**Provided records**

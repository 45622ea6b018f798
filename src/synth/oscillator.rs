// syn-kick -- a 909-style kick drum synthesizer
// Copyright (C) 2020  Fabian Thorand
//
// This program is free software: you can redistribute it and/or modify
// it under the terms of the GNU General Public License as published by
// the Free Software Foundation.
//
// A copy of the license can be found in the LICENSE file in the root of
// this repository.

use std::f64::consts::TAU;

/// A sine oscillator whose frequency may change from one sample to the next.
///
/// The phase is kept in radians. When an increment pushes it past 2π, 2π is
/// subtracted once; the phase is not reduced any further. That is exact as long
/// as a single increment stays below 2π, i.e. the frequency stays below the
/// sample rate.
#[derive(Debug, Clone)]
pub struct SineOscillator {
    sample_rate: f64,
    phase: f64,
}

impl SineOscillator {
    pub fn new(sample_rate: f64) -> Self {
        Self {
            sample_rate,
            phase: 0.0,
        }
    }

    /// Current phase in radians, i.e. the phase of the next sample.
    pub fn phase(&self) -> f64 {
        self.phase
    }

    /// Sample the wave at the current phase, then advance by one sample at `frequency`.
    ///
    /// ```
    /// use syn_kick::synth::oscillator::SineOscillator;
    ///
    /// let mut osc = SineOscillator::new(4.0);
    /// assert_eq!(osc.next_sample(1.0), 0.0);
    /// assert!((osc.next_sample(1.0) - 1.0).abs() < 1e-12);
    /// ```
    pub fn next_sample(&mut self, frequency: f64) -> f64 {
        let value = self.phase.sin();
        self.phase += TAU * frequency / self.sample_rate;
        if self.phase > TAU {
            self.phase -= TAU;
        }
        value
    }
}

**Problem description**
Where a line of the material holds the word "radians", copy that line.

**Problem solution**
/// The phase is kept in radians. When an increment pushes it past 2π, 2π is
    /// Current phase in radians, i.e. the phase of the next sample.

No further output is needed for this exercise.